In Copeland v. Vance (2d Cir. 6/22/2018) (Katzmann, C.J.) (3-0), a unanimous panel of the Second Circuit upheld New York’s ban on gravity knives—and the “wrist flick” test to determine whether a knife falls under the statute—against a facial challenge.
Plaintiffs claimed that New York’s gravity knife statute, Penal Law §§ 265.01(1) and 265.00(5), was void for vagueness because “ordinary people cannot reliably identify legal knives.” The statute defines a gravity knife as “any knife which has a blade which is released from the handle or sheath thereof by the force of gravity or the application of centrifugal force which, when released, is locked in place by means of a button, spring, lever or other device.”
Initially, the court had to decide whether the plaintiffs had brought an “as-applied” or “facial” challenge, since that would determine the test to be applied. The court concluded that plaintiffs were bringing a facial challenge since their suit, if successful, would preclude all enforcement of the statute and because they sought to prove their claim based largely on hypotheticals. Accordingly, plaintiffs had to show that the law was invalid in all applications. Thus, a single instance of a valid enforcement of the statute would defeat the facial challenge. Applying this “strict standard,” the court found that the retail store plaintiff had not carried its burden and, therefore, the statute was not unconstitutional.
The store in question, Native Leather, is based in Manhattan and sells a variety of knives. The Manhattan DA subpoenaed the store, requiring it to produce any gravity knives in its possession. The store produced over 300 knives that its owner thought could be gravity knives.
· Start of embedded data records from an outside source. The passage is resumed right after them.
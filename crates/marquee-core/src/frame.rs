use crate::animation::PropertyMap;
use crate::effects::EffectName;
use crate::types::ElementId;
use serde::{Deserialize, Serialize};
use std::fmt;

/// The three phases of an element's animation cycle.
#[derive(Copy, Clone, Debug, PartialEq, Eq, Hash, Default, Serialize, Deserialize)]
#[serde(rename_all = "snake_case")]
pub enum AnimationPhase {
    #[default]
    Entrance,
    Hold,
    Exit,
}

impl fmt::Display for AnimationPhase {
    fn fmt(&self, f: &mut fmt::Formatter<'_>) -> fmt::Result {
        let name = match self {
            AnimationPhase::Entrance => "entrance",
            AnimationPhase::Hold => "hold",
            AnimationPhase::Exit => "exit",
        };
        f.write_str(name)
    }
}

/// Read-only result handed to the renderer for one element on one tick.
#[derive(Clone, Debug, PartialEq, Serialize, Deserialize)]
pub struct PresentationFrame {
    pub element_id: ElementId,
    pub phase: AnimationPhase,
    /// Normalized phase progress, always within `[0, 1]`.
    pub progress: f64,
    /// Concrete effect for the current phase, after `Random` has been collapsed.
    pub resolved_effect: EffectName,
    /// Slideshow item currently on screen.
    pub item_index: usize,
    /// Interpolated keyframe properties for keyframe-driven elements.
    #[serde(default, skip_serializing_if = "Option::is_none")]
    pub properties: Option<PropertyMap>,
}

impl PresentationFrame {
    /// Frame for content that is fully on screen with no transition running.
    pub fn steady(element_id: ElementId, effect: EffectName, item_index: usize) -> Self {
        Self {
            element_id,
            phase: AnimationPhase::Hold,
            progress: 1.0,
            resolved_effect: effect,
            item_index,
            properties: None,
        }
    }
}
The prosecutor’s office tested each knife, seized the gravity knives and returned the balance. The store entered into a deferred prosecution agreement with the DA’s office. The DA’s office and police use a one-handed “flick-of-the-wrist” test to determine whether a knife “will open from a closed position.”
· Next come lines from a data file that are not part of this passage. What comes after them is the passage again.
//! # Timing Calculator
//!
//! Count-up, countdown and anchored-period arithmetic for timing elements.
//!
//! ## Responsibilities
//! - **Deltas**: time since or until a target instant, clamped at zero.
//! - **Fixed periods**: remaining time in a period anchored at the moment the
//!   period was (re)configured. The anchor is owned by the caller.
//! - **Formatting**: unit decomposition (`1M 30S`) and `HH:MM:SS` output.

use crate::types::Timestamp;
use chrono::{NaiveTime, TimeDelta, Timelike};
use serde::{Deserialize, Serialize};
use tracing::debug;

const MS_PER_SECOND: i64 = 1_000;
const MS_PER_MINUTE: i64 = 60 * MS_PER_SECOND;
const MS_PER_HOUR: i64 = 60 * MS_PER_MINUTE;
const MS_PER_DAY: i64 = 24 * MS_PER_HOUR;
const MS_PER_YEAR: i64 = 365 * MS_PER_DAY;

/// How a timing element measures time.
#[derive(Clone, Debug, PartialEq, Serialize, Deserialize)]
#[serde(tag = "mode", rename_all = "snake_case")]
pub enum TimingMode {
    /// Counts up from `target`.
    SuitableTime { target: Timestamp },
    /// Counts down to `target`.
    CountDown { target: Timestamp },
    /// Counts down a period that starts when it is first seen or changed.
    FixedTime {
        period_seconds: i64,
        /// Start a new period once the current one runs out.
        #[serde(default)]
        repeat: bool,
    },
}

/// Which units appear in formatted output.
#[derive(Clone, Copy, Debug, PartialEq, Eq, Serialize, Deserialize)]
#[serde(default)]
pub struct TimingFormat {
    pub years: bool,
    pub days: bool,
    pub hours: bool,
    pub minutes: bool,
    pub seconds: bool,
    pub milliseconds: bool,
}

impl Default for TimingFormat {
    fn default() -> Self {
        Self {
            years: false,
            days: true,
            hours: true,
            minutes: true,
            seconds: true,
            milliseconds: false,
        }
    }
}

impl TimingFormat {
    /// A format with every unit switched off.
    pub const fn none() -> Self {
        Self {
            years: false,
            days: false,
            hours: false,
            minutes: false,
            seconds: false,
            milliseconds: false,
        }
    }
}

/// Complete configuration of a timing element.
#[derive(Clone, Debug, PartialEq, Serialize, Deserialize)]
pub struct TimingSpec {
    #[serde(flatten)]
    pub mode: TimingMode,
    #[serde(default)]
    pub format: TimingFormat,
    /// Text shown before the value, e.g. "Opening in".
    #[serde(default)]
    pub prefix: String,
    #[serde(default)]
    pub suffix: String,
}

/// Start of the current fixed period for one timing element.
#[derive(Clone, Copy, Debug, PartialEq, Eq)]
pub struct TimingAnchor {
    pub period_seconds: i64,
    pub anchor_start: Timestamp,
}

/// Result of evaluating a timing element.
#[derive(Clone, Copy, Debug, PartialEq, Eq)]
pub enum TimingReading {
    /// Count-up or countdown delta, never negative.
    Delta(TimeDelta),
    /// Time left in the anchored period, never negative.
    Remaining(TimeDelta),
}

/// Stateless timing arithmetic.
pub struct TimingCalculator;

impl TimingCalculator {
    /// `max(0, now - target)`.
    pub fn count_up(target: Timestamp, now: Timestamp) -> TimeDelta {
        (now - target).max(TimeDelta::zero())
    }

    /// `max(0, target - now)`.
    pub fn count_down(target: Timestamp, now: Timestamp) -> TimeDelta {
        (target - now).max(TimeDelta::zero())
    }

    /// Time left in a fixed period, re-anchoring at `now` when the period changed.
    pub fn fixed_remaining(
        period_seconds: i64,
        repeat: bool,
        now: Timestamp,
        anchor: &mut Option<TimingAnchor>,
    ) -> TimeDelta {
        let stale = anchor
            .as_ref()
            .map_or(true, |a| a.period_seconds != period_seconds);
        if stale {
            debug!(period_seconds, "timing period changed, re-anchoring");
            *anchor = Some(TimingAnchor {
                period_seconds,
                anchor_start: now,
            });
        }
        let Some(current) = anchor.as_mut() else {
            return TimeDelta::zero();
        };

        let period = TimeDelta::try_seconds(period_seconds.max(0)).unwrap_or(TimeDelta::MAX);
        let mut elapsed = (now - current.anchor_start).max(TimeDelta::zero());
        if repeat && period > TimeDelta::zero() && elapsed >= period {
            let period_ms = period.num_milliseconds();
            let periods = elapsed.num_milliseconds() / period_ms;
            let rolled = periods
                .checked_mul(period_ms)
                .and_then(TimeDelta::try_milliseconds)
                .and_then(|delta| current.anchor_start.checked_add_signed(delta));
            if let Some(anchor_start) = rolled {
                current.anchor_start = anchor_start;
                elapsed = (now - anchor_start).max(TimeDelta::zero());
                debug!(period_seconds, periods, "timing period rolled over");
            }
        }
        period
            .checked_sub(&elapsed)
            .unwrap_or_else(TimeDelta::zero)
            .max(TimeDelta::zero())
    }

    pub fn evaluate(
        spec: &TimingSpec,
        now: Timestamp,
        anchor: &mut Option<TimingAnchor>,
    ) -> TimingReading {
        match spec.mode {
            TimingMode::SuitableTime { target } => {
                TimingReading::Delta(Self::count_up(target, now))
            }
            TimingMode::CountDown { target } => {
                TimingReading::Delta(Self::count_down(target, now))
            }
            TimingMode::FixedTime {
                period_seconds,
                repeat,
            } => {
                let remaining = Self::fixed_remaining(period_seconds, repeat, now, anchor);
                TimingReading::Remaining(remaining)
            }
        }
    }

    /// Display text for a timing element, including prefix and suffix.
    pub fn render(spec: &TimingSpec, now: Timestamp, anchor: &mut Option<TimingAnchor>) -> String {
        let value = match Self::evaluate(spec, now, anchor) {
            TimingReading::Delta(delta) => format_delta(delta, &spec.format),
            TimingReading::Remaining(remaining) => format_hms(remaining),
        };
        [spec.prefix.trim(), value.as_str(), spec.suffix.trim()]
            .iter()
            .filter(|part| !part.is_empty())
            .copied()
            .collect::<Vec<_>>()
            .join(" ")
    }
}

/// Period length for a schedule given as a day offset plus a time of day.
///
/// Saturates instead of overflowing for absurd day offsets.
pub fn fixed_period_seconds(day_offset: i64, time_of_day: NaiveTime) -> i64 {
    day_offset
        .saturating_mul(86_400)
        .saturating_add(i64::from(time_of_day.num_seconds_from_midnight()))
}

/// Decomposes `delta` into the enabled units.
///
/// Units run years (365 days), days, hours, minutes, seconds, milliseconds.
/// A disabled unit folds into the next enabled smaller one, leading zero units
/// are omitted, and the smallest enabled unit is always shown. With every unit
/// disabled the result is `"0S"`.
pub fn format_delta(delta: TimeDelta, format: &TimingFormat) -> String {
    let units = [
        (format.years, MS_PER_YEAR, "Y"),
        (format.days, MS_PER_DAY, "D"),
        (format.hours, MS_PER_HOUR, "H"),
        (format.minutes, MS_PER_MINUTE, "M"),
        (format.seconds, MS_PER_SECOND, "S"),
        (format.milliseconds, 1, "MS"),
    ];
    let enabled: Vec<(i64, &str)> = units
        .iter()
        .filter(|(on, _, _)| *on)
        .map(|(_, ms, suffix)| (*ms, *suffix))
        .collect();
    if enabled.is_empty() {
        return "0S".to_string();
    }

    let mut remaining = delta.num_milliseconds().max(0);
    let mut parts = Vec::with_capacity(enabled.len());
    for (i, (unit_ms, suffix)) in enabled.iter().enumerate() {
        let value = remaining / unit_ms;
        remaining %= unit_ms;
        let is_last = i + 1 == enabled.len();
        if value == 0 && parts.is_empty() && !is_last {
            continue;
        }
        parts.push(format!("{value}{suffix}"));
    }
    parts.join(" ")
}

/// `HH:MM:SS` where hours may exceed 24.
pub fn format_hms(delta: TimeDelta) -> String {
    let total = delta.num_seconds().max(0);
    format!("{:02}:{:02}:{:02}", total / 3600, (total % 3600) / 60, total % 60)
}

#[cfg(test)]
mod tests {
    use super::*;
    use chrono::{TimeZone, Utc};

    fn now() -> Timestamp {
        Utc.with_ymd_and_hms(2024, 3, 1, 12, 0, 0).unwrap()
    }

    fn minutes_seconds() -> TimingFormat {
        TimingFormat {
            minutes: true,
            seconds: true,
            ..TimingFormat::none()
        }
    }

    #[test]
    fn count_modes_clamp_at_zero() {
        let t = now();
        assert_eq!(TimingCalculator::count_up(t + TimeDelta::seconds(5), t), TimeDelta::zero());
        assert_eq!(TimingCalculator::count_up(t - TimeDelta::seconds(5), t), TimeDelta::seconds(5));
        assert_eq!(TimingCalculator::count_down(t - TimeDelta::seconds(5), t), TimeDelta::zero());
    }

    #[test]
    fn larger_disabled_units_fold_into_smaller() {
        let two_hours = TimeDelta::hours(2);
        assert_eq!(format_delta(two_hours, &minutes_seconds()), "120M 0S");
        let all = TimingFormat {
            years: true,
            milliseconds: true,
            ..TimingFormat::default()
        };
        let delta = TimeDelta::days(366) + TimeDelta::milliseconds(1_250);
        assert_eq!(format_delta(delta, &all), "1Y 1D 0H 0M 1S 250MS");
    }

    #[test]
    fn all_units_disabled_yields_zero_seconds() {
        assert_eq!(format_delta(TimeDelta::hours(5), &TimingFormat::none()), "0S");
    }

    #[test]
    fn hms_allows_more_than_a_day() {
        assert_eq!(format_hms(TimeDelta::seconds(26 * 3600 + 61)), "26:01:01");
        assert_eq!(format_hms(TimeDelta::seconds(-4)), "00:00:00");
    }

    #[test]
    fn fixed_period_reanchors_on_change() {
        let t = now();
        let mut anchor = None;
        let left = TimingCalculator::fixed_remaining(3600, false, t, &mut anchor);
        assert_eq!(left, TimeDelta::hours(1));

        let later = t + TimeDelta::minutes(10);
        let left = TimingCalculator::fixed_remaining(3600, false, later, &mut anchor);
        assert_eq!(left, TimeDelta::minutes(50));

        let left = TimingCalculator::fixed_remaining(7200, false, later, &mut anchor);
        assert_eq!(left, TimeDelta::hours(2));
        assert_eq!(anchor.unwrap().anchor_start, later);
    }

    #[test]
    fn fixed_period_clamps_or_repeats() {
        let t = now();
        let mut anchor = None;
        TimingCalculator::fixed_remaining(60, false, t, &mut anchor);
        let later = t + TimeDelta::seconds(90);
        let left = TimingCalculator::fixed_remaining(60, false, later, &mut anchor);
        assert_eq!(left, TimeDelta::zero());

        let mut anchor = None;
        TimingCalculator::fixed_remaining(60, true, t, &mut anchor);
        let later = t + TimeDelta::seconds(150);
        let left = TimingCalculator::fixed_remaining(60, true, later, &mut anchor);
        assert_eq!(left, TimeDelta::seconds(30));
        assert_eq!(anchor.unwrap().anchor_start, t + TimeDelta::seconds(120));
    }

    #[test]
    fn period_from_day_offset_and_time_of_day() {
        let time = NaiveTime::from_hms_opt(1, 30, 15).unwrap();
        assert_eq!(fixed_period_seconds(2, time), 2 * 86_400 + 5_415);
    }

    #[test]
    fn render_wraps_value_with_text() {
        let t = now();
        let spec = TimingSpec {
            mode: TimingMode::CountDown {
                target: t + TimeDelta::seconds(90),
            },
            format: minutes_seconds(),
            prefix: "Doors open in".into(),
            suffix: String::new(),
        };
        assert_eq!(TimingCalculator::render(&spec, t, &mut None), "Doors open in 1M 30S");
    }

    #[test]
    fn huge_periods_saturate() {
        let t = now();
        let huge = 10_000_000_000_000_000;
        for repeat in [false, true] {
            let spec = TimingSpec {
                mode: TimingMode::FixedTime {
                    period_seconds: huge,
                    repeat,
                },
                format: TimingFormat::default(),
                prefix: "Next".into(),
                suffix: String::new(),
            };
            let mut anchor = None;
            assert!(TimingCalculator::render(&spec, t, &mut anchor).starts_with("Next "));

            let later = t + TimeDelta::days(400);
            let left = TimingCalculator::fixed_remaining(huge, repeat, later, &mut anchor);
            assert_eq!(left, TimeDelta::MAX - TimeDelta::days(400));
            assert_eq!(anchor.unwrap().anchor_start, t);
        }

        let left = TimingCalculator::fixed_remaining(i64::MAX, true, t, &mut None);
        assert_eq!(left, TimeDelta::MAX);
    }

    #[test]
    fn period_helper_saturates() {
        let midnight = NaiveTime::from_hms_opt(0, 0, 1).unwrap();
        assert_eq!(fixed_period_seconds(i64::MAX / 2, midnight), i64::MAX);
    }
}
The plaintiffs contended that ordinary folding knives, even if they meet the “flick-of-the-wrist,” are not included in the statute’s definition. Instead, a true “gravity knife” is one that can be opened by gravity alone, even though it can also respond to the wrist-flick test. Plaintiffs contended that true gravity knives are quite rare, since they are not manufactured domestically. In contrast, plaintiffs contend that some common knives are being misconstrued as gravity knives even though some additional force is necessary beyond gravity to open them. (A previous appeal of the case involved the question of standing as to certain plaintiffs who were dismissed from the case.)
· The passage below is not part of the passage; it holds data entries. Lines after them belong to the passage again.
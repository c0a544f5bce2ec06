//! Keyframe tracks for authoring-timeline animation.
//!
//! A track owns an ordered list of property snapshots and resolves the
//! blended snapshot at any point in time.

use crate::animation::{blend_maps, EasingKind, PropertyMap};
use crate::errors::{EngineError, EngineResult};

/// Times closer than this to a keyframe resolve to that keyframe verbatim.
pub const EXACT_HIT_EPSILON: f64 = 0.001;

/// A timestamped property snapshot.
#[derive(Clone, Debug, PartialEq)]
pub struct Keyframe {
    time: f64,
    properties: PropertyMap,
    easing: EasingKind,
}

impl Keyframe {
    /// Creates a keyframe at `time` seconds. The time must be finite and non-negative.
    pub fn new(time: f64, properties: PropertyMap, easing: EasingKind) -> EngineResult<Self> {
        if !time.is_finite() || time < 0.0 {
            return Err(EngineError::InvalidKeyframeTime(time));
        }
        Ok(Self {
            time,
            properties,
            easing,
        })
    }

    pub fn time(&self) -> f64 {
        self.time
    }

    pub fn properties(&self) -> &PropertyMap {
        &self.properties
    }

    /// Easing applied on the segment that starts at this keyframe.
    pub fn easing(&self) -> EasingKind {
        self.easing
    }
}

/// An ordered collection of keyframes for one element.
#[derive(Clone, Debug, Default, PartialEq)]
pub struct KeyframeTrack {
    keyframes: Vec<Keyframe>,
}

impl KeyframeTrack {
    pub fn new() -> Self {
        Self::default()
    }

    /// Builds a track from keyframes in any order.
    pub fn from_keyframes(keyframes: impl IntoIterator<Item = Keyframe>) -> Self {
        let mut track = Self::new();
        for keyframe in keyframes {
            track.add(keyframe);
        }
        track
    }

    /// Inserts a keyframe, keeping the track sorted by time.
    ///
    /// Keyframes sharing a time are all kept, in insertion order.
    pub fn add(&mut self, keyframe: Keyframe) {
        self.keyframes.push(keyframe);
        // `sort_by` is stable; times are finite so `total_cmp` agrees with `<`.
        self.keyframes.sort_by(|a, b| a.time.total_cmp(&b.time));
    }

    /// Removes every keyframe within `tolerance` of `time`, returning how many went.
    pub fn remove_near(&mut self, time: f64, tolerance: f64) -> usize {
        let before = self.keyframes.len();
        self.keyframes.retain(|k| (k.time - time).abs() > tolerance);
        before - self.keyframes.len()
    }

    pub fn keyframes(&self) -> &[Keyframe] {
        &self.keyframes
    }

    pub fn len(&self) -> usize {
        self.keyframes.len()
    }

    pub fn is_empty(&self) -> bool {
        self.keyframes.is_empty()
    }

    /// Time of the last keyframe, or `0.0` for an empty track.
    pub fn duration(&self) -> f64 {
        self.keyframes.last().map(|k| k.time).unwrap_or(0.0)
    }

    pub fn clear(&mut self) {
        self.keyframes.clear();
    }

    /// Resolves the property snapshot at time `t` (seconds).
    ///
    /// Before the first and after the last keyframe the nearest keyframe is
    /// returned verbatim; there is no extrapolation.
    pub fn resolve(&self, t: f64) -> PropertyMap {
        let (first, last) = match (self.keyframes.first(), self.keyframes.last()) {
            (Some(first), Some(last)) => (first, last),
            _ => return PropertyMap::new(),
        };
        if t.is_nan() || t < first.time {
            return first.properties.clone();
        }
        if t >= last.time {
            return last.properties.clone();
        }

        // First keyframe strictly after `t`; the one before it is the greatest `time <= t`.
        let after_idx = self.keyframes.partition_point(|k| k.time <= t);
        let before = &self.keyframes[after_idx - 1];
        let after = &self.keyframes[after_idx];

        if (t - before.time).abs() < EXACT_HIT_EPSILON {
            return before.properties.clone();
        }

        let span = after.time - before.time;
        if span <= 0.0 {
            return before.properties.clone();
        }
        let progress = (t - before.time) / span;
        blend_maps(&before.properties, &after.properties, progress, before.easing)
    }
}
//! Program JSON Tests
//!
//! Parses programs written the way the program editor stores them, including
//! legacy effect labels, textual speed codes and timing elements.

use chrono::{TimeZone, Utc};
use marquee_core::{EffectName, EffectSelection, ElementKind, TimingMode};
use marquee_schema::ProgramRequest;

const LOBBY: &str = r#"{
  "name": "Lobby",
  "width": 256,
  "height": 64,
  "engine": { "seed": 42 },
  "elements": [
    {
      "id": 10,
      "type": "photo",
      "rect": { "x": 0, "y": 0, "width": 128, "height": 64 },
      "entrance": "Move Left",
      "exit": "Immediate Clear",
      "entrance_speed": "3",
      "exit_speed": "fast",
      "hold_seconds": 5,
      "items": ["a.jpg", "b.jpg", "c.jpg"]
    },
    {
      "id": 11,
      "type": "text",
      "entrance": "random",
      "exit": "no-such-effect",
      "entrance_speed": 2,
      "items": ["Welcome"],
      "keyframes": [
        { "time": 2, "properties": { "x": 10 } },
        { "time": 0, "properties": { "x": 0 }, "interpolation": "EaseOut" }
      ]
    },
    {
      "id": 12,
      "type": "timing",
      "timing": {
        "mode": "count_down",
        "target": "2025-01-01T00:00:00Z",
        "format": { "days": true, "hours": true, "minutes": false, "seconds": false },
        "prefix": "New year in"
      }
    }
  ]
}"#;

#[test]
fn parses_editor_program() {
    let program = ProgramRequest::from_json(LOBBY).expect("lobby program should parse");
    assert_eq!(program.engine.seed, Some(42));
    assert_eq!(program.engine.tick_interval_ms, 33, "tick interval should default");
    assert_eq!(program.elements.len(), 3);

    let photo = program.elements[0].animation_config();
    assert_eq!(photo.entrance, EffectSelection::Fixed(EffectName::MoveLeft));
    assert_eq!(photo.exit, EffectSelection::Fixed(EffectName::ImmediateShowClear));
    assert_eq!(photo.entrance_speed, Some(3));
    assert_eq!(photo.exit_speed, None, "malformed speed should be dropped");
    assert_eq!(photo.hold_seconds, 5.0);
    assert_eq!(program.elements[0].item_count(), 3);
}

#[test]
fn unknown_effects_fall_back_and_keyframes_sort() {
    let program = ProgramRequest::from_json(LOBBY).unwrap();
    let text = &program.elements[1];
    assert_eq!(text.kind, ElementKind::Text);
    assert_eq!(text.entrance, EffectSelection::Random);
    assert_eq!(text.exit, EffectSelection::Fixed(EffectName::ImmediateShowClear));

    let track = text.keyframe_track().unwrap().expect("text element has keyframes");
    let times: Vec<f64> = track.keyframes().iter().map(|k| k.time()).collect();
    assert_eq!(times, vec![0.0, 2.0]);
}

#[test]
fn timing_element_round_trips() {
    let program = ProgramRequest::from_json(LOBBY).unwrap();
    let timing = program.elements[2].timing.clone().expect("timing spec");
    assert_eq!(
        timing.mode,
        TimingMode::CountDown {
            target: Utc.with_ymd_and_hms(2025, 1, 1, 0, 0, 0).unwrap()
        }
    );
    assert!(timing.format.days && !timing.format.minutes);
    assert_eq!(timing.prefix, "New year in");
    assert_eq!(program.elements[2].item_count(), 1);

    let json = serde_json::to_string(&program).unwrap();
    let again = ProgramRequest::from_json(&json).unwrap();
    assert_eq!(again.elements[2].timing, Some(timing));
}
Turning to the merits, the court noted, first, that the store showed “lack of diligence” in testing the knives in its possession before turning them over to the DA’s investigators. There was no showing that any of its knives responded inconsistently to the wrist-flick test, such that there would be problems of notice or arbitrary enforcement.
Amicus in the case, the Legal Aid Society, argued that the law is being enforced in a discriminatory fashion. Some retailers are allowed to sell gravity knives with impunity, while others are singled out for prosecution. The Second Circuit called the City out on this point: “We are troubled by these signs that the defendants selectively enforce the gravity knife law and are not entirely satisfied by the defendants’ responses.” However, discriminatory enforcement does not equal unconstitutional vagueness.
The court concludes by inviting the “legislative and executive branches … to give further attention to the gravity knife law.”